Marc Robertson, WLF Staff Attorney

Click here for WLF’s brief.

(Washington, DC)—Washington Legal Foundation (WLF) today urged the U.S. Court of Appeals for the Fifth Circuit to uphold the right of federal contractors to remove cases to federal court whenever, as here, the contractors have articulated a colorable federal defense. In an amicus curiae brief filed in an en banc proceeding, Latiolais v. Huntington Ingalls, Inc., WLF argues that prior Fifth Circuit decisions have adopted an inappropriately narrow construction of the federal officer removal statute.

The initial panel decision in the case, involving a shipyard (Avondale) hired by the Navy to refurbish one of its ships, upheld a district court order remanding the case to state court. But the decision’s author, Judge Edith Jones, criticized Fifth Circuit precedent that required a narrow interpretation of the removal statute and urged the court to rehear the case en banc. The court voted in May to do so.

The plaintiff is a former Navy sailor who was assigned to a ship that Avondale refurbished in the 1960s. He contends that he developed a fatal illness as a result of exposure to the asbestos that Avondale used during the refurbishing process. He faults Avondale for failing to warn him of the dangers of asbestos. Avondale is asserting the federal-contractor defense, under which a federal contractor is immune from suit if the federal government imposes reasonably precise specifications for the installation of asbestos on one of its vessels and the contractor complies with those specifications.

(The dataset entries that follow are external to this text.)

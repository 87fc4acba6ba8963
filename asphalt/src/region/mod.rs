//! Selectable regions (Polish voivodeships).
//!
//! A [`RegionKey`] is the slug a user picks (e.g. `opolskie`). It is both the
//! cache key and the input to query construction. The static [`REGIONS`]
//! table maps each key to the administrative-name search pattern used by the
//! Overpass query and to a bounding box for viewport fitting.

use serde::{Deserialize, Serialize};
use std::fmt;

/// Opaque, immutable identifier for a selectable region.
#[derive(Debug, Clone, PartialEq, Eq, Hash, PartialOrd, Ord, Serialize, Deserialize)]
#[serde(transparent)]
pub struct RegionKey(String);

impl RegionKey {
    pub fn new(key: impl Into<String>) -> Self {
        Self(key.into())
    }

    pub fn as_str(&self) -> &str {
        &self.0
    }

    /// Look up the static region definition for this key.
    pub fn region(&self) -> Option<&'static Region> {
        find_region(&self.0)
    }
}

impl fmt::Display for RegionKey {
    fn fmt(&self, f: &mut fmt::Formatter<'_>) -> fmt::Result {
        f.write_str(&self.0)
    }
}

impl From<&str> for RegionKey {
    fn from(s: &str) -> Self {
        Self::new(s)
    }
}

impl From<String> for RegionKey {
    fn from(s: String) -> Self {
        Self(s)
    }
}

/// Rough size class of a region, which predicts how slow its query will be.
#[derive(Debug, Clone, Copy, PartialEq, Eq)]
pub enum RegionSize {
    Small,
    Medium,
    Large,
    XLarge,
    XXLarge,
}

impl RegionSize {
    pub fn as_str(&self) -> &'static str {
        match self {
            RegionSize::Small => "small",
            RegionSize::Medium => "medium",
            RegionSize::Large => "large",
            RegionSize::XLarge => "xlarge",
            RegionSize::XXLarge => "xxlarge",
        }
    }
}

impl fmt::Display for RegionSize {
    fn fmt(&self, f: &mut fmt::Formatter<'_>) -> fmt::Result {
        f.write_str(self.as_str())
    }
}

/// Geographic bounding box in degrees.
#[derive(Debug, Clone, Copy, PartialEq)]
pub struct BoundingBox {
    pub west: f64,
    pub south: f64,
    pub east: f64,
    pub north: f64,
}

impl BoundingBox {
    pub const fn new(west: f64, south: f64, east: f64, north: f64) -> Self {
        Self {
            west,
            south,
            east,
            north,
        }
    }
}

/// Static definition of one selectable region.
#[derive(Debug, Clone, PartialEq)]
pub struct Region {
    /// Slug used as [`RegionKey`]
    pub key: &'static str,
    /// Human-readable display name
    pub name: &'static str,
    /// Native administrative name as tagged in the geodata store
    pub admin_name: &'static str,
    /// Regex alternation matched against the boundary relation's `name` tag.
    ///
    /// Covers the native full form, the English synonym, the bare name and,
    /// where the name carries diacritics, an ASCII-folded variant.
    pub search_pattern: &'static str,
    pub bbox: BoundingBox,
    pub size: RegionSize,
}

impl Region {
    pub fn key(&self) -> RegionKey {
        RegionKey::new(self.key)
    }
}

/// All sixteen voivodeships, smallest first.
pub static REGIONS: [Region; 16] = [
    Region {
        key: "opolskie",
        name: "Opolskie",
        admin_name: "opolskie",
        search_pattern: "województwo opolskie|opole voivodeship|opolskie",
        bbox: BoundingBox::new(16.8650, 50.2959, 18.8654, 51.1635),
        size: RegionSize::Small,
    },
    Region {
        key: "lubuskie",
        name: "Lubuskie",
        admin_name: "lubuskie",
        search_pattern: "województwo lubuskie|lubusz voivodeship|lubuskie",
        bbox: BoundingBox::new(14.1225, 51.2568, 16.2444, 52.9739),
        size: RegionSize::Small,
    },
    Region {
        key: "swietokrzyskie",
        name: "Świętokrzyskie",
        admin_name: "świętokrzyskie",
        search_pattern: "województwo świętokrzyskie|holy cross voivodeship|świętokrzyskie|swietokrzyskie",
        bbox: BoundingBox::new(19.6653, 50.0527, 21.4791, 51.2694),
        size: RegionSize::Small,
    },
    Region {
        key: "slaskie",
        name: "Śląskie",
        admin_name: "śląskie",
        search_pattern: "województwo śląskie|silesian voivodeship|śląskie|slaskie",
        bbox: BoundingBox::new(18.4417, 49.8094, 19.9372, 50.8277),
        size: RegionSize::Medium,
    },
    Region {
        key: "kujawsko-pomorskie",
        name: "Kujawsko-pomorskie",
        admin_name: "kujawsko-pomorskie",
        search_pattern:
            "województwo kujawsko-pomorskie|kuyavian-pomeranian voivodeship|kujawsko-pomorskie",
        bbox: BoundingBox::new(17.0282, 52.1849, 19.6703, 53.5504),
        size: RegionSize::Medium,
    },
    Region {
        key: "lodzkie",
        name: "Łódzkie",
        admin_name: "łódzkie",
        search_pattern: "województwo łódzkie|łódź voivodeship|łódzkie|lodzkie",
        bbox: BoundingBox::new(18.2182, 51.0154, 20.6367, 52.5838),
        size: RegionSize::Medium,
    },
    Region {
        key: "pomorskie",
        name: "Pomorskie",
        admin_name: "pomorskie",
        search_pattern: "województwo pomorskie|pomeranian voivodeship|pomorskie",
        bbox: BoundingBox::new(16.9367, 53.4782, 19.3288, 54.8391),
        size: RegionSize::Medium,
    },
    Region {
        key: "dolnoslaskie",
        name: "Dolnośląskie",
        admin_name: "dolnośląskie",
        search_pattern:
            "województwo dolnośląskie|lower silesian voivodeship|dolnośląskie|dolnoslaskie",
        bbox: BoundingBox::new(14.6197, 49.9892, 17.8984, 51.8337),
        size: RegionSize::Large,
    },
    Region {
        key: "lubelskie",
        name: "Lubelskie",
        admin_name: "lubelskie",
        search_pattern: "województwo lubelskie|lublin voivodeship|lubelskie",
        bbox: BoundingBox::new(21.6926, 50.2397, 24.1459, 51.6168),
        size: RegionSize::Large,
    },
    Region {
        key: "malopolskie",
        name: "Małopolskie",
        admin_name: "małopolskie",
        search_pattern:
            "województwo małopolskie|lesser poland voivodeship|małopolskie|malopolskie",
        bbox: BoundingBox::new(19.1044, 49.1441, 21.2697, 50.7837),
        size: RegionSize::Large,
    },
    Region {
        key: "podkarpackie",
        name: "Podkarpackie",
        admin_name: "podkarpackie",
        search_pattern: "województwo podkarpackie|subcarpathian voivodeship|podkarpackie",
        bbox: BoundingBox::new(21.0371, 49.0273, 23.0311, 50.6841),
        size: RegionSize::Large,
    },
    Region {
        key: "podlaskie",
        name: "Podlaskie",
        admin_name: "podlaskie",
        search_pattern: "województwo podlaskie|podlaskie voivodeship|podlaskie",
        bbox: BoundingBox::new(22.1170, 52.8071, 24.1508, 54.3634),
        size: RegionSize::Large,
    },
    Region {
        key: "warminsko-mazurskie",
        name: "Warmińsko-mazurskie",
        admin_name: "warmińsko-mazurskie",
        search_pattern: "województwo warmińsko-mazurskie|warmian-masurian voivodeship|warmińsko-mazurskie|warminsko-mazurskie",
        bbox: BoundingBox::new(19.3288, 53.3274, 23.0260, 54.5186),
        size: RegionSize::Large,
    },
    Region {
        key: "wielkopolskie",
        name: "Wielkopolskie",
        admin_name: "wielkopolskie",
        search_pattern: "województwo wielkopolskie|greater poland voivodeship|wielkopolskie",
        bbox: BoundingBox::new(14.6197, 51.4000, 18.9365, 53.3274),
        size: RegionSize::XLarge,
    },
    Region {
        key: "zachodniopomorskie",
        name: "Zachodniopomorskie",
        admin_name: "zachodniopomorskie",
        search_pattern:
            "województwo zachodniopomorskie|west pomeranian voivodeship|zachodniopomorskie",
        bbox: BoundingBox::new(14.1225, 53.1580, 16.9367, 54.8391),
        size: RegionSize::XLarge,
    },
    Region {
        key: "mazowieckie",
        name: "Mazowieckie",
        admin_name: "mazowieckie",
        search_pattern: "województwo mazowieckie|masovian voivodeship|mazowieckie",
        bbox: BoundingBox::new(19.3152, 51.7294, 23.1826, 53.4839),
        size: RegionSize::XXLarge,
    },
];

/// Find a region by its slug.
pub fn find_region(key: &str) -> Option<&'static Region> {
    REGIONS.iter().find(|r| r.key == key)
}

The federal officer removal statute authorizes removal by any officer of the United States “or any person acting under that officer,” “for or relating to any act under color of such office.” In its brief, WLF urges the court to read the statute broadly so as to encompass removal by any federal contractor who raises a “colorable federal defense” (such as the federal-contractor defense asserted by Avondale). WLF notes that Congress broadened the scope of the removal statute in 2011 by adding the words “or relating to” so that removal is now authorized in a lawsuit “for or relating to” any act under color of federal law. WLF argues that the Fifth Circuit should eliminate its current requirement that the defendant establish a “causal nexus” between explicit federal government orders and the plaintiff’s injury.